Kennedy's "ask" was open-ended, requiring an answer within each individual, befitting the times. Biden and the Democrats of today operate from the assumption that people today are too deplorably stupid to know what's best for them — they buy the wrong cars, make the wrong energy choices, buy the wrong light bulbs, put their groceries in the wrong bags, don't know what amount of health insurance is proper and certainly don't know that socialized healthcare would cut that Gordian knot of individual decision-making altogether!
So Biden magnanimously answers Kennedy's question for them. He dubs paying taxes "patriotic." He did this on ABC's "Good Morning, America," saying that while Obama would increase taxes on the wealthy, "It's time to be patriotic." And has said it in it political rallies, telling a woman who said her friends are worried that under Obama they faced a tax increase, that she should say to them: "It's time to be patriotic."
So under Obama/Biden, Americans would demand what our country can do for our groups, and ask not what we can do for our country, because they'll tell us: pay more taxes. That's it. It's "time to be patriotic." (It's consistent in a perverse way: they can't "do for us" until they've taken from us, but hey, they'll take more from "them" so it's change you can believe in and stuff.)
Now this is a very strange definition of patriotism. True patriotism is not something that is demanded or coerced with the implicit threat of violence the way taxes are. Nations that demand acts of patriotism tend to be dictatorships. They also tend to be run by socialist blowhards, but that must be mere coincidence.
Biden is not discussing, after all, people giving more than they are required by way of taxation. He is most definitely talking about the government forcing people to pay more taxes, slapping it with the euphemism of patriotism.
Democrats are usually all about praising "dissent," but when someone dissents about paying higher taxes, they become fire-breathing jingoists of the first order.

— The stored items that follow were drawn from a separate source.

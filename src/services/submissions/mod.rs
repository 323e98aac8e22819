pub mod get;
pub mod grade;
pub mod list;
pub mod submit;

use actix_web::{HttpRequest, HttpResponse, Result as ActixResult};

use super::declare_service;
use super::responses::finish;
use crate::models::submissions::{
    GradeSubmissionRequest, SubmissionListParams, SubmitAssignmentRequest,
};

declare_service!(SubmissionService);

impl SubmissionService {
    // 学生提交作业，未批改前可重复提交
    pub async fn submit_assignment(
        &self,
        request: &HttpRequest,
        assignment_id: i64,
        submission_data: SubmitAssignmentRequest,
    ) -> ActixResult<HttpResponse> {
        finish(submit::submit_assignment(self, request, assignment_id, submission_data).await)
    }

    pub async fn list_submissions(
        &self,
        request: &HttpRequest,
        assignment_id: i64,
        query: SubmissionListParams,
    ) -> ActixResult<HttpResponse> {
        finish(list::list_submissions(self, request, assignment_id, query).await)
    }

    pub async fn get_my_submission(
        &self,
        request: &HttpRequest,
        assignment_id: i64,
    ) -> ActixResult<HttpResponse> {
        finish(get::get_my_submission(self, request, assignment_id).await)
    }

    pub async fn get_submission(
        &self,
        request: &HttpRequest,
        submission_id: i64,
    ) -> ActixResult<HttpResponse> {
        finish(get::get_submission(self, request, submission_id).await)
    }

    pub async fn grade_submission(
        &self,
        request: &HttpRequest,
        submission_id: i64,
        grade_data: GradeSubmissionRequest,
    ) -> ActixResult<HttpResponse> {
        finish(grade::grade_submission(self, request, submission_id, grade_data).await)
    }
}
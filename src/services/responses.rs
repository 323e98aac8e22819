//! 统一的业务响应构造
//!
//! 业务函数返回 `ServiceResult`，错误分支同样是一个完整的 HTTP 响应，
//! 这样校验步骤可以直接用 `?` 提前返回。

use actix_web::{HttpResponse, Result as ActixResult, http::StatusCode};
use serde::Serialize;
use tracing::error;

use crate::errors::EduConnectError;
use crate::models::{ApiResponse, ErrorCode};

pub type ServiceResult = Result<HttpResponse, HttpResponse>;

pub fn finish(result: ServiceResult) -> ActixResult<HttpResponse> {
    Ok(result.unwrap_or_else(|response| response))
}

pub fn ok<T: Serialize>(data: T, message: &str) -> ServiceResult {
    Ok(HttpResponse::Ok().json(ApiResponse::success(data, message)))
}

pub fn created<T: Serialize>(data: T, message: &str) -> ServiceResult {
    Ok(HttpResponse::Created().json(ApiResponse::success(data, message)))
}

pub fn ok_message(message: &str) -> ServiceResult {
    Ok(HttpResponse::Ok().json(ApiResponse::success_empty(message)))
}

pub fn error(status: StatusCode, code: ErrorCode, message: impl Into<String>) -> HttpResponse {
    HttpResponse::build(status).json(ApiResponse::error_empty(code, message))
}

pub fn bad_request(code: ErrorCode, message: impl Into<String>) -> HttpResponse {
    error(StatusCode::BAD_REQUEST, code, message)
}

pub fn unauthorized(message: impl Into<String>) -> HttpResponse {
    error(StatusCode::UNAUTHORIZED, ErrorCode::Unauthorized, message)
}

pub fn forbidden(code: ErrorCode, message: impl Into<String>) -> HttpResponse {
    error(StatusCode::FORBIDDEN, code, message)
}

pub fn not_found(code: ErrorCode, message: impl Into<String>) -> HttpResponse {
    error(StatusCode::NOT_FOUND, code, message)
}

pub fn conflict(code: ErrorCode, message: impl Into<String>) -> HttpResponse {
    error(StatusCode::CONFLICT, code, message)
}

/// 记录存储错误并返回 500，响应中不带内部细节
pub fn internal(context: &'static str) -> impl FnOnce(EduConnectError) -> HttpResponse {
    move |e| {
        error!("{}: {}", context, e);
        error(
            StatusCode::INTERNAL_SERVER_ERROR,
            ErrorCode::InternalServerError,
            context,
        )
    }
}

/// 唯一约束冲突返回 409，其它错误同 `internal`
pub fn conflict_or_internal(
    code: ErrorCode,
    message: &'static str,
    context: &'static str,
) -> impl FnOnce(EduConnectError) -> HttpResponse {
    move |e| match e {
        EduConnectError::Conflict(_) => conflict(code, message),
        other => internal(context)(other),
    }
}

#[cfg(test)]
mod tests {
    use super::*;

    #[test]
    fn test_conflict_mapping() {
        let resp = conflict_or_internal(ErrorCode::ClassAlreadyExists, "dup", "failed")(
            EduConnectError::conflict("UNIQUE"),
        );
        assert_eq!(resp.status(), StatusCode::CONFLICT);

        let resp = conflict_or_internal(ErrorCode::ClassAlreadyExists, "dup", "failed")(
            EduConnectError::database_operation("disk"),
        );
        assert_eq!(resp.status(), StatusCode::INTERNAL_SERVER_ERROR);
    }

    #[test]
    fn test_finish_unwraps_error_branch() {
        let resp = finish(Err(not_found(ErrorCode::ExamNotFound, "Exam not found"))).unwrap();
        assert_eq!(resp.status(), StatusCode::NOT_FOUND);
    }
}
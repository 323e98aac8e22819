use config::{Config, ConfigBuilder, ConfigError, Environment, File, builder::DefaultState};
use std::sync::OnceLock;

use super::AppConfig;

static APP_CONFIG: OnceLock<AppConfig> = OnceLock::new();

/// 内置默认值，保证没有配置文件时也能启动
fn with_defaults(
    builder: ConfigBuilder<DefaultState>,
) -> Result<ConfigBuilder<DefaultState>, ConfigError> {
    builder
        .set_default("app.system_name", "EduConnect")?
        .set_default("app.environment", "development")?
        .set_default("app.log_level", "info")?
        .set_default("server.host", "127.0.0.1")?
        .set_default("server.port", 8080)?
        .set_default("server.unix_socket_path", "")?
        .set_default("server.workers", 0)?
        .set_default("server.max_workers", 16)?
        .set_default("server.timeouts.client_request", 5000)?
        .set_default("server.timeouts.client_disconnect", 1000)?
        .set_default("server.timeouts.keep_alive", 30)?
        .set_default("server.limits.max_payload_size", 1_048_576)?
        .set_default("jwt.secret", "educonnect-dev-secret-change-me")?
        .set_default("jwt.access_token_expiry", 15)?
        .set_default("jwt.refresh_token_expiry", 7)?
        .set_default("jwt.refresh_token_remember_me_expiry", 30)?
        .set_default("argon2.memory_cost", 19456)?
        .set_default("argon2.time_cost", 2)?
        .set_default("argon2.parallelism", 1)?
        .set_default("database.url", "sqlite://educonnect.db")?
        .set_default("database.pool_size", 10)?
        .set_default("database.timeout", 30)?
        .set_default("cache.type", "moka")?
        .set_default("cache.default_ttl", 3600)?
        .set_default("cache.redis.url", "redis://127.0.0.1:6379")?
        .set_default("cache.redis.key_prefix", "educonnect:")?
        .set_default("cache.redis.pool_size", 10)?
        .set_default("cache.memory.max_capacity", 10_000)?
        .set_default("cors.max_age", 3600)?
        .set_default("rate_limit.enabled", true)?
        .set_default("ai_chat.assistant_name", "EduBot")
}

impl AppConfig {
    /// 加载配置
    pub fn load() -> Result<Self, ConfigError> {
        let mut builder = with_defaults(Config::builder())?
            .add_source(File::with_name("config").required(false))
            .add_source(
                File::with_name(&format!(
                    "config.{}",
                    std::env::var("APP_ENV").unwrap_or_else(|_| "development".into())
                ))
                .required(false),
            )
            .add_source(
                Environment::with_prefix("EDUCONNECT")
                    .separator("__")
                    .try_parsing(true),
            );

        builder = builder
            .set_override_option("app.environment", std::env::var("APP_ENV").ok())?
            .set_override_option("app.log_level", std::env::var("RUST_LOG").ok())?
            .set_override_option("server.host", std::env::var("SERVER_HOST").ok())?
            .set_override_option("server.port", std::env::var("SERVER_PORT").ok())?
            .set_override_option("server.unix_socket_path", std::env::var("UNIX_SOCKET").ok())?
            .set_override_option("server.workers", std::env::var("CPU_COUNT").ok())?
            .set_override_option("jwt.secret", std::env::var("JWT_SECRET").ok())?
            .set_override_option("database.url", std::env::var("DATABASE_URL").ok())?
            .set_override_option("cache.redis.url", std::env::var("REDIS_URL").ok())?
            .set_override_option(
                "cache.redis.key_prefix",
                std::env::var("REDIS_KEY_PREFIX").ok(),
            )?;

        let config = builder.build()?;
        let mut app_config: AppConfig = config.try_deserialize()?;

        // 处理工作线程数
        if app_config.server.workers == 0 {
            app_config.server.workers = num_cpus::get().min(app_config.server.max_workers);
        }

        Ok(app_config)
    }

    /// 获取全局配置实例
    pub fn get() -> &'static AppConfig {
        APP_CONFIG.get_or_init(|| {
            Self::load().unwrap_or_else(|e| {
                eprintln!("Failed to load configuration: {e}");
                std::process::exit(1);
            })
        })
    }

    /// 初始化配置 (在应用启动时调用)
    pub fn init() -> Result<(), ConfigError> {
        let config = Self::load()?;
        APP_CONFIG
            .set(config)
            .map_err(|_| ConfigError::Message("Configuration already initialized".to_string()))?;
        Ok(())
    }

    pub fn is_production(&self) -> bool {
        self.app.environment == "production"
    }

    pub fn is_development(&self) -> bool {
        self.app.environment == "development"
    }

    /// 获取服务器绑定地址
    pub fn server_bind_address(&self) -> String {
        format!("{}:{}", self.server.host, self.server.port)
    }

    /// 获取 Unix 套接字路径 (如果配置了)
    #[cfg(unix)]
    pub fn unix_socket_path(&self) -> Option<&str> {
        if self.server.unix_socket_path.is_empty() {
            None
        } else {
            Some(&self.server.unix_socket_path)
        }
    }
}

#[cfg(test)]
mod tests {
    use super::*;

    #[test]
    fn test_defaults_deserialize() {
        let config: AppConfig = with_defaults(Config::builder())
            .unwrap()
            .build()
            .unwrap()
            .try_deserialize()
            .unwrap();
        assert_eq!(config.app.system_name, "EduConnect");
        assert_eq!(config.cache.cache_type, "moka");
        assert_eq!(config.jwt.access_token_expiry, 15);
        assert!(config.rate_limit.enabled);
        assert!(config.is_development());
        assert_eq!(config.server_bind_address(), "127.0.0.1:8080");
    }
}
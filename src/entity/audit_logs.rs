//! 审计日志实体

use sea_orm::entity::prelude::*;

#[derive(Clone, Debug, PartialEq, DeriveEntityModel)]
#[sea_orm(table_name = "audit_logs")]
pub struct Model {
    #[sea_orm(primary_key)]
    pub id: i64,
    pub user_id: Option<i64>,
    pub action: String,
    pub entity_type: String,
    pub entity_id: Option<i64>,
    pub details: Option<String>,
    pub ip_address: Option<String>,
    pub created_at: i64,
}

#[derive(Copy, Clone, Debug, EnumIter, DeriveRelation)]
pub enum Relation {}

impl ActiveModelBehavior for ActiveModel {}

impl Model {
    pub fn into_audit_log(self) -> crate::models::audit::AuditLog {
        crate::models::audit::AuditLog {
            id: self.id,
            user_id: self.user_id,
            action: self.action,
            entity_type: self.entity_type,
            entity_id: self.entity_id,
            details: self.details,
            ip_address: self.ip_address,
            created_at: super::to_datetime(self.created_at),
        }
    }
}
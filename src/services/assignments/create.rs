use actix_web::HttpRequest;
use tracing::info;

use super::{AssignmentService, validate_max_points};
use crate::models::ErrorCode;
use crate::models::assignments::{CreateAssignmentRequest, NewAssignment};
use crate::models::notifications::{NewNotification, NotificationKind};
use crate::services::access::{current_user, route_class_context};
use crate::services::notifications::dispatch;
use crate::services::responses::{ServiceResult, bad_request, created, internal};
use crate::utils::validate::validate_text;

pub async fn create_assignment(
    service: &AssignmentService,
    request: &HttpRequest,
    assignment_data: CreateAssignmentRequest,
) -> ServiceResult {
    let user = current_user(request)?;
    let ctx = route_class_context(request)?;
    let storage = service.get_storage(request)?;

    validate_text("Title", &assignment_data.title, 1, 200)
        .map_err(|e| bad_request(ErrorCode::BadRequest, e))?;
    validate_max_points(assignment_data.max_points)
        .map_err(|e| bad_request(ErrorCode::BadRequest, e))?;
    if assignment_data
        .due_date
        .is_some_and(|due| due <= chrono::Utc::now())
    {
        return Err(bad_request(
            ErrorCode::BadRequest,
            "Due date must be in the future",
        ));
    }

    let assignment = storage
        .create_assignment(NewAssignment {
            class_id: ctx.class.id,
            created_by: user.id,
            title: assignment_data.title.trim().to_string(),
            description: assignment_data.description,
            due_date: assignment_data.due_date,
            max_points: assignment_data.max_points,
            allow_late: assignment_data.allow_late,
        })
        .await
        .map_err(internal("Failed to create assignment"))?;

    // 通知所有已批准的学生
    let students = storage
        .list_approved_student_ids(ctx.class.id)
        .await
        .map_err(internal("Failed to load students"))?;
    let notifications = students
        .into_iter()
        .map(|student_id| {
            NewNotification::new(
                student_id,
                NotificationKind::Assignment,
                format!("New assignment in {}: {}", ctx.class.name, assignment.title),
            )
            .reference("assignment", assignment.id)
        })
        .collect();
    dispatch(&storage, notifications).await;

    info!(
        "Assignment {} created in class {} by {}",
        assignment.id, ctx.class.id, user.username
    );
    created(assignment, "Assignment created successfully")
}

Well, if it's "patriotism" to be quiet and allow the government to take even more of your family's livelihood and not even avail yourself of all the civic tools to fight a tax increase peacefully, would Biden consider a mugging "charitable giving"? If his home were burglarized, would Obama sigh gratefully that at last he's "given to the least of these my brethren"? Just how far would they go to redefine forceful taking as the cause of voluntary giving?

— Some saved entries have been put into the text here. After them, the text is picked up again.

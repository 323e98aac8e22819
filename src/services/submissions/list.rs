use actix_web::HttpRequest;

use super::SubmissionService;
use crate::models::ErrorCode;
use crate::models::submissions::{SubmissionListParams, SubmissionWithStudent};
use crate::services::access::{current_user, manager_context, user_summaries};
use crate::services::responses::{ServiceResult, internal, not_found, ok};

pub async fn list_submissions(
    service: &SubmissionService,
    request: &HttpRequest,
    assignment_id: i64,
    query: SubmissionListParams,
) -> ServiceResult {
    let user = current_user(request)?;
    let storage = service.get_storage(request)?;

    let assignment = storage
        .get_assignment_by_id(assignment_id)
        .await
        .map_err(internal("Failed to load assignment"))?
        .ok_or_else(|| not_found(ErrorCode::AssignmentNotFound, "Assignment not found"))?;
    manager_context(&storage, &user, assignment.class_id).await?;

    let page = storage
        .list_assignment_submissions(assignment.id, query.status, query.pagination)
        .await
        .map_err(internal("Failed to list submissions"))?;

    let students = user_summaries(&storage, page.items.iter().map(|s| s.student_id)).await?;
    let page = page.map(|submission| SubmissionWithStudent {
        student: students.get(&submission.student_id).cloned(),
        submission,
    });

    ok(page, "Submissions retrieved successfully")
}
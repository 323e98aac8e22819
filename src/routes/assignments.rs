use actix_web::{HttpRequest, HttpResponse, Result as ActixResult, web};
use once_cell::sync::Lazy;

use super::submissions;
use crate::middlewares;
use crate::models::assignments::{
    AssignmentListParams, CreateAssignmentRequest, MyAssignmentParams, UpdateAssignmentRequest,
};
use crate::models::users::entities::UserRole;
use crate::services::AssignmentService;
use crate::utils::SafeAssignmentIdI64;

static ASSIGNMENT_SERVICE: Lazy<AssignmentService> = Lazy::new(AssignmentService::new_lazy);

// 挂在 /classes/{class_id}/assignments 下
pub async fn list_class_assignments(
    req: HttpRequest,
    query: web::Query<AssignmentListParams>,
) -> ActixResult<HttpResponse> {
    ASSIGNMENT_SERVICE
        .list_class_assignments(&req, query.into_inner())
        .await
}

pub async fn create_assignment(
    req: HttpRequest,
    assignment_data: web::Json<CreateAssignmentRequest>,
) -> ActixResult<HttpResponse> {
    ASSIGNMENT_SERVICE
        .create_assignment(&req, assignment_data.into_inner())
        .await
}

pub async fn list_my_assignments(
    req: HttpRequest,
    query: web::Query<MyAssignmentParams>,
) -> ActixResult<HttpResponse> {
    ASSIGNMENT_SERVICE
        .list_my_assignments(&req, query.into_inner())
        .await
}

pub async fn get_assignment(
    req: HttpRequest,
    assignment_id: SafeAssignmentIdI64,
) -> ActixResult<HttpResponse> {
    ASSIGNMENT_SERVICE
        .get_assignment(&req, assignment_id.0)
        .await
}

pub async fn update_assignment(
    req: HttpRequest,
    assignment_id: SafeAssignmentIdI64,
    update_data: web::Json<UpdateAssignmentRequest>,
) -> ActixResult<HttpResponse> {
    ASSIGNMENT_SERVICE
        .update_assignment(&req, assignment_id.0, update_data.into_inner())
        .await
}

pub async fn delete_assignment(
    req: HttpRequest,
    assignment_id: SafeAssignmentIdI64,
) -> ActixResult<HttpResponse> {
    ASSIGNMENT_SERVICE
        .delete_assignment(&req, assignment_id.0)
        .await
}

// `/mine` 需要在 `/{assignment_id}` 之前注册
pub fn configure_assignment_routes(cfg: &mut web::ServiceConfig) {
    cfg.service(
        web::scope("/api/v1/assignments")
            .wrap(middlewares::RequireJWT)
            .service(
                web::resource("/mine").route(
                    web::get()
                        .to(list_my_assignments)
                        .wrap(middlewares::RequireRole::new(UserRole::Student)),
                ),
            )
            .service(
                web::resource("/{assignment_id}")
                    .route(web::get().to(get_assignment))
                    .route(
                        web::put()
                            .to(update_assignment)
                            .wrap(middlewares::RequireRole::new_any(UserRole::teacher_roles())),
                    )
                    .route(
                        web::delete()
                            .to(delete_assignment)
                            .wrap(middlewares::RequireRole::new_any(UserRole::teacher_roles())),
                    ),
            )
            .service(
                web::resource("/{assignment_id}/submissions/mine").route(
                    web::get()
                        .to(submissions::get_my_submission)
                        .wrap(middlewares::RequireRole::new(UserRole::Student)),
                ),
            )
            .service(
                web::resource("/{assignment_id}/submissions")
                    .route(
                        web::get()
                            .to(submissions::list_submissions)
                            .wrap(middlewares::RequireRole::new_any(UserRole::teacher_roles())),
                    )
                    .route(
                        web::post()
                            .to(submissions::submit_assignment)
                            .wrap(middlewares::RequireRole::new(UserRole::Student)),
                    ),
            ),
    );
}
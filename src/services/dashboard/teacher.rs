use actix_web::HttpResponse;
use std::sync::Arc;

use super::RECENT_LIMIT;
use crate::models::PaginationQuery;
use crate::models::announcements::AnnouncementScope;
use crate::models::dashboard::TeacherDashboard;
use crate::models::enrollments::EnrollmentStatus;
use crate::models::exams::AttemptStatus;
use crate::models::users::entities::User;
use crate::services::responses::internal;
use crate::storage::Storage;

pub async fn teacher_dashboard(
    storage: &Arc<dyn Storage>,
    teacher: &User,
) -> Result<TeacherDashboard, HttpResponse> {
    let class_ids = storage
        .list_teacher_class_ids(teacher.id)
        .await
        .map_err(internal("Failed to load classes"))?;

    let mut student_count = 0;
    for class_id in &class_ids {
        student_count += storage
            .count_approved_students(*class_id)
            .await
            .map_err(internal("Failed to count students"))?;
    }

    let pending_enrollments = storage
        .count_enrollments_by_status(Some(&class_ids), EnrollmentStatus::Pending)
        .await
        .map_err(internal("Failed to count enrollments"))?;
    let submissions_to_grade = storage
        .count_ungraded_submissions(&class_ids)
        .await
        .map_err(internal("Failed to count submissions"))?;
    let attempts_to_grade = storage
        .count_attempts_by_status(&class_ids, AttemptStatus::Submitted)
        .await
        .map_err(internal("Failed to count attempts"))?;

    let recent_announcements = storage
        .list_announcements(
            AnnouncementScope::Classes(class_ids.clone()),
            None,
            PaginationQuery::new(1, RECENT_LIMIT as i64),
        )
        .await
        .map_err(internal("Failed to load announcements"))?
        .items;

    Ok(TeacherDashboard {
        class_count: class_ids.len() as i64,
        student_count: student_count as i64,
        pending_enrollments: pending_enrollments as i64,
        submissions_to_grade: submissions_to_grade as i64,
        attempts_to_grade: attempts_to_grade as i64,
        recent_announcements,
    })
}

To return to Kennedy's inaugural address: his next phrase less well known. "My fellow citizens of the world: ask not what America will do for you, but what together we can do for the freedom of man." That portion refers back to comments at the beginning of the speech, where Kennedy spoke of the "revolutionary beliefs for which our forebears fought ... the belief that the rights of man come not from the generosity of the state, but from the hand of God. We dare not forget today that we are the heirs of that first revolution."
Obama and Biden dare.
Kennedy concluded in words that today would set the media hounds baying day and night about inferred religious extremism: "Finally, whether you are citizens of America or citizens of the world, ask of us the same high standards of strength and sacrifice which we ask of you. With a good conscience our only sure reward, with history the final judge of our deeds, let us go forth to lead the land we love, asking His blessing and His help, but knowing that here on earth God's work must truly be our own."
But politicians don't go seeking God's blessing and help when they don't believe that the rights of man come from the hand of God as opposed to the generosity of the state.